日々是好日日記

心にうつりゆくよしなしごとを<思う存分>書きつくればあやしうこそものぐるほしけれ

安っぽい人気取り政策をやっているご時世ではない!

2020年06月04日 07時33分17秒 | 政治
 「<ブルーインパルス飛ばしたら腹が膨らむのか?> 失業者・学生が安倍邸にデモ」というタイトルの記事がネットに貼り付けられていた。移動禁止の御触れさえ出ていなければ筆者もデモに参加させてもらいたくなった。
 5月29日の昼下がり、航空自衛隊のアクロバットチーム「ブルーインパルス」が東京上空を、なにやらお尻から排気ガスだか?水蒸気だか?知らないが、白い雲のようなものを吐き出しながら飛行している情景をテレビが盛んに放送していた。その説明では、新型コロナウイルスの対応に当たる医療従事者らに感謝と敬意を示すためだったという。また、これは河野防衛大臣の指示したものだという。かくのごとく、この政権は民の感覚と少しずつずれている。
 よく分からないのは、戦闘機が上空で白いシッポを引っ張りながら飛行することが医療従事者を励ますことになるというその因果関係である。騒音を発したであろうし、落下の危険も伴うし、第一戦闘機は闘うための命のやり取りをする武器であって、原理として命を守る医療活動とは世界観の極北に位置する存在である。アメリカでやっているからと言うらしいが如何にも「偽善的」で嫌味しか感じられない。百歩譲っても、「感謝」がなぜ東京都心の医療機関のみなのか?。
 冒頭の新聞記事は、そんな6機のジェット機が轟音を鳴らして上空を飛行している地下(じげ)では、コロナウィルスで収入を失ったアルバイト学生や休業中の飲食店従業員ら若い人たちが東京富ヶ谷の安倍晋三総理や渋谷区神山町の麻生副総理の私邸めざしてデモ行進を始めていたという。現実には、途中で警官隊に進行を阻止されたために目的地には到着できなかったようではあったが、「天と地と」、「抽象と具象と」、「富と貧と」、新型コロナウィルスが持ち込む格差が、思いもかけずにますます際立って対立してくるのが分かる状景だ。

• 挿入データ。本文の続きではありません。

//! Primary/spare failover.
//!
//! A [`RedundancySwitch`] holds one operational [`SwitchUnit`] and an ordered list of
//! spares. Each call to [`RedundancySwitch::switch_if_necessary`] attaches the current
//! job's records to every unit, checks the operational unit, and on a fault promotes a
//! replacement chosen by the [`SwitchPolicy`]. The displaced unit moves to the tail of
//! the spare list.
//!
//! ```text
//! operational ──fault──▶ policy picks spare k
//!     │                        │
//!     └──▶ spares[tail]   spares[k] ──▶ operational
//! ```
//!
//! The switch is stateful across jobs. Exclusive access is enforced by `&mut self`;
//! [`SparingAggregator`] adds a mutex so a container can hold it.

pub mod policy;

use std::sync::{Arc, Mutex};

use rand::rngs::StdRng;
use rand::SeedableRng;
use tracing::{debug, info};

use crate::aggregation::Aggregator;
use crate::channel::{Channel, ChannelId};
use crate::detection::FaultDetector;
use crate::error::{RedundancyError, RedundancyResult};
use crate::record::MeasurementRecord;

pub use policy::{FirstHealthySpare, SwitchPolicy};

/// A primary channel, optional secondary channels, and the detector that judges them.
#[derive(Debug, Clone)]
pub struct SwitchUnit {
    primary: Channel,
    secondaries: Vec<Channel>,
    detector: Arc<dyn FaultDetector>,
    records: Vec<MeasurementRecord>,
}

impl SwitchUnit {
    pub fn new(primary: Channel, detector: Arc<dyn FaultDetector>) -> Self {
        Self {
            primary,
            secondaries: Vec::new(),
            detector,
            records: Vec::new(),
        }
    }

    pub fn with_secondaries(mut self, secondaries: Vec<Channel>) -> Self {
        self.secondaries = secondaries;
        self
    }

    pub fn primary(&self) -> &Channel {
        &self.primary
    }

    pub fn secondaries(&self) -> &[Channel] {
        &self.secondaries
    }

    /// Primary first, then secondaries.
    pub fn channels(&self) -> impl Iterator<Item = &Channel> {
        std::iter::once(&self.primary).chain(self.secondaries.iter())
    }

    pub fn owns(&self, channel: &ChannelId) -> bool {
        self.channels().any(|c| c.id() == channel)
    }

    pub fn records(&self) -> &[MeasurementRecord] {
        &self.records
    }

    /// Replace the attached records with those produced by this unit's channels.
    pub fn attach(&mut self, all_records: &[MeasurementRecord]) -> RedundancyResult<()> {
        let mine: Vec<MeasurementRecord> = all_records
            .iter()
            .filter(|r| r.origin().is_some_and(|origin| self.owns(origin)))
            .cloned()
            .collect();
        if mine.is_empty() {
            return Err(RedundancyError::consistency(format!(
                "switch unit {} received no records",
                self.primary.id()
            )));
        }
        self.records = mine;
        Ok(())
    }

    pub fn fault_detected(&self) -> RedundancyResult<bool> {
        self.detector.is_faulty(self.primary.id(), &self.records)
    }

    /// The attached record of the primary channel.
    pub fn primary_record(&self) -> RedundancyResult<&MeasurementRecord> {
        self.records
            .iter()
            .find(|r| r.is_from(self.primary.id()))
            .ok_or_else(|| {
                RedundancyError::consistency(format!(
                    "switch unit has no record from its primary channel {}",
                    self.primary.id()
                ))
            })
    }
}

/// Operational/spare failover state machine.
#[derive(Debug)]
pub struct RedundancySwitch {
    operational: SwitchUnit,
    spares: Vec<SwitchUnit>,
    policy: Arc<dyn SwitchPolicy>,
    rng: StdRng,
}

impl RedundancySwitch {
    /// Spares must be non-empty; pattern validation guarantees it.
    pub fn new(
        operational: SwitchUnit,
        spares: Vec<SwitchUnit>,
        policy: Arc<dyn SwitchPolicy>,
        seed: Option<u64>,
    ) -> Self {
        let rng = match seed {
            Some(seed) => StdRng::seed_from_u64(seed),
            None => StdRng::from_entropy(),
        };
        Self {
            operational,
            spares,
            policy,
            rng,
        }
    }

    pub fn operational(&self) -> &SwitchUnit {
        &self.operational
    }

    pub fn spares(&self) -> &[SwitchUnit] {
        &self.spares
    }

    /// Every channel of every unit, operational first.
    pub fn channels(&self) -> Vec<Channel> {
        std::iter::once(&self.operational)
            .chain(self.spares.iter())
            .flat_map(|u| u.channels().cloned())
            .collect()
    }

    /// Attach `all_records`, fail over if the operational unit is faulty, and return
    /// the operational primary record marked with that unit's health.
    pub fn switch_if_necessary(
        &mut self,
        all_records: &[MeasurementRecord],
    ) -> RedundancyResult<MeasurementRecord> {
        self.operational.attach(all_records)?;
        for spare in &mut self.spares {
            spare.attach(all_records)?;
        }

        let mut healthy = !self.operational.fault_detected()?;
        if !healthy {
            let index = self.policy.select(&self.spares, &mut self.rng)?;
            if index >= self.spares.len() {
                return Err(RedundancyError::consistency(format!(
                    "switch policy selected spare {} of {}",
                    index,
                    self.spares.len()
                )));
            }
            let replacement = self.spares.remove(index);
            let displaced = std::mem::replace(&mut self.operational, replacement);
            info!(
                from = %displaced.primary().id(),
                to = %self.operational.primary().id(),
                spares = self.spares.len() + 1,
                "Operational unit faulty; switched to spare"
            );
            self.spares.push(displaced);
            healthy = !self.operational.fault_detected()?;
        } else {
            debug!(operational = %self.operational.primary().id(), "Operational unit healthy");
        }

        Ok(self.operational.primary_record()?.clone().with_accepted(healthy))
    }
}

/// Container aggregation backed by a redundancy switch.
#[derive(Debug)]
pub struct SparingAggregator {
    switch: Mutex<RedundancySwitch>,
}

impl SparingAggregator {
    pub fn new(switch: RedundancySwitch) -> Self {
        Self {
            switch: Mutex::new(switch),
        }
    }

    /// Primary channel of the current operational unit.
    pub fn operational_channel(&self) -> RedundancyResult<ChannelId> {
        let switch = self
            .switch
            .lock()
            .map_err(|_| RedundancyError::consistency("redundancy switch lock poisoned"))?;
        Ok(switch.operational().primary().id().clone())
    }
}

impl Aggregator for SparingAggregator {
    fn combine(&self, records: &[MeasurementRecord]) -> RedundancyResult<MeasurementRecord> {
        let mut switch = self
            .switch
            .lock()
            .map_err(|_| RedundancyError::consistency("redundancy switch lock poisoned"))?;
        switch.switch_if_necessary(records)
    }
}

#[cfg(test)]
mod tests {
    use super::*;
    use crate::record::counts_from;

    /// Faulty iff the primary record's most likely state is `"1"`.
    #[derive(Debug)]
    struct TopStateIsOne;

    impl FaultDetector for TopStateIsOne {
        fn is_faulty(
            &self,
            primary: &ChannelId,
            records: &[MeasurementRecord],
        ) -> RedundancyResult<bool> {
            let record = records
                .iter()
                .find(|r| r.is_from(primary))
                .ok_or_else(|| RedundancyError::consistency("missing"))?;
            Ok(record.rank().first().map(|s| s.as_str()) == Some("1"))
        }
    }

    fn unit(id: &str) -> SwitchUnit {
        SwitchUnit::new(
            Channel::heterogeneous_device("dev").with_id(id),
            Arc::new(TopStateIsOne),
        )
    }

    fn good(id: &str) -> MeasurementRecord {
        MeasurementRecord::from_channel(ChannelId::new(id), counts_from([("0", 90), ("1", 10)]))
    }

    fn bad(id: &str) -> MeasurementRecord {
        MeasurementRecord::from_channel(ChannelId::new(id), counts_from([("0", 10), ("1", 90)]))
    }

    fn switch() -> RedundancySwitch {
        RedundancySwitch::new(
            unit("op"),
            vec![unit("s1"), unit("s2")],
            Arc::new(FirstHealthySpare),
            Some(3),
        )
    }

    fn spare_ids(switch: &RedundancySwitch) -> Vec<String> {
        switch
            .spares()
            .iter()
            .map(|u| u.primary().id().to_string())
            .collect()
    }

    #[test]
    fn test_healthy_operational_stays() {
        let mut sw = switch();
        let out = sw
            .switch_if_necessary(&[good("op"), bad("s1"), good("s2")])
            .unwrap();
        assert!(out.is_from(&ChannelId::new("op")));
        assert!(out.accepted());
        assert_eq!(spare_ids(&sw), vec!["s1", "s2"]);
    }

    #[test]
    fn test_faulty_operational_promotes_first_healthy_spare() {
        let mut sw = switch();
        let out = sw
            .switch_if_necessary(&[bad("op"), good("s1"), good("s2")])
            .unwrap();
        assert!(out.is_from(&ChannelId::new("s1")));
        assert!(out.accepted());
        assert_eq!(sw.operational().primary().id().as_str(), "s1");
        assert_eq!(spare_ids(&sw), vec!["s2", "op"]);
    }

    #[test]
    fn test_demoted_unit_not_repromoted_ahead_of_healthy_spares() {
        let mut sw = switch();
        sw.switch_if_necessary(&[bad("op"), good("s1"), good("s2")])
            .unwrap();
        // s1 now fails; the demoted "op" has recovered but sits behind s2.
        let out = sw
            .switch_if_necessary(&[good("op"), bad("s1"), good("s2")])
            .unwrap();
        assert!(out.is_from(&ChannelId::new("s2")));
        assert_eq!(spare_ids(&sw), vec!["op", "s1"]);
    }

    #[test]
    fn test_all_spares_faulty_picks_one_and_marks_rejected() {
        let mut sw = switch();
        let out = sw
            .switch_if_necessary(&[bad("op"), bad("s1"), bad("s2")])
            .unwrap();
        let promoted = sw.operational().primary().id().as_str().to_string();
        assert!(promoted == "s1" || promoted == "s2");
        assert!(!out.accepted());
        assert_eq!(sw.spares().last().unwrap().primary().id().as_str(), "op");
        assert_eq!(sw.spares().len(), 2);
    }

    #[test]
    fn test_unit_without_records_is_consistency_error() {
        let mut sw = switch();
        let err = sw
            .switch_if_necessary(&[good("op"), good("s1")])
            .unwrap_err();
        assert!(err.is_consistency());
    }

    #[test]
    fn test_secondary_channel_records_attach_to_unit() {
        let mut u = unit("p").with_secondaries(vec![Channel::heterogeneous_device("dev").with_id("c")]);
        u.attach(&[good("p"), good("c"), good("other")]).unwrap();
        assert_eq!(u.records().len(), 2);
        assert!(!u.fault_detected().unwrap());
    }

    #[test]
    fn test_sparing_aggregator_persists_state_across_calls() {
        let agg = SparingAggregator::new(switch());
        agg.combine(&[bad("op"), good("s1"), good("s2")]).unwrap();
        assert_eq!(agg.operational_channel().unwrap().as_str(), "s1");
        let out = agg.combine(&[good("op"), good("s1"), good("s2")]).unwrap();
        assert!(out.is_from(&ChannelId::new("s1")));
    }
}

この春4月12日、安倍首相が、星野源の唄う『うちで踊ろう』とのコラボ動画をツイッターで配信して、大いに「面白うてやがて悲しく」(芭蕉)なったときの記憶がよみがえってきた。
 ところで、その後、かくジェット戦闘機飛行に励まされて大いに元気が出たという医療関係者からの話は、ネットからもオールドメディアからも聞こえてはこない。あんな危険を冒してまで大袈裟に激励されたにしてはコストパフォーマンスは「アベノマスク」と同様実によろしくなかったのは納税者の一人として大いに遺憾であった。
 いまこの国は空前絶後の困難を自らの正面に抱えている。これに加えて、秋から冬にかけてウィルス再流行が再起することとなれば、すでに十分傷んでいる「国富と民生」の両方に致命的な結果が現出することは自明である。その「恐慌」を前にして安っぽい人気取り政策をやっているご時世ではないことくらい、ボンボン育ちの3代目大臣たちに肝に銘じてもらいたいものである。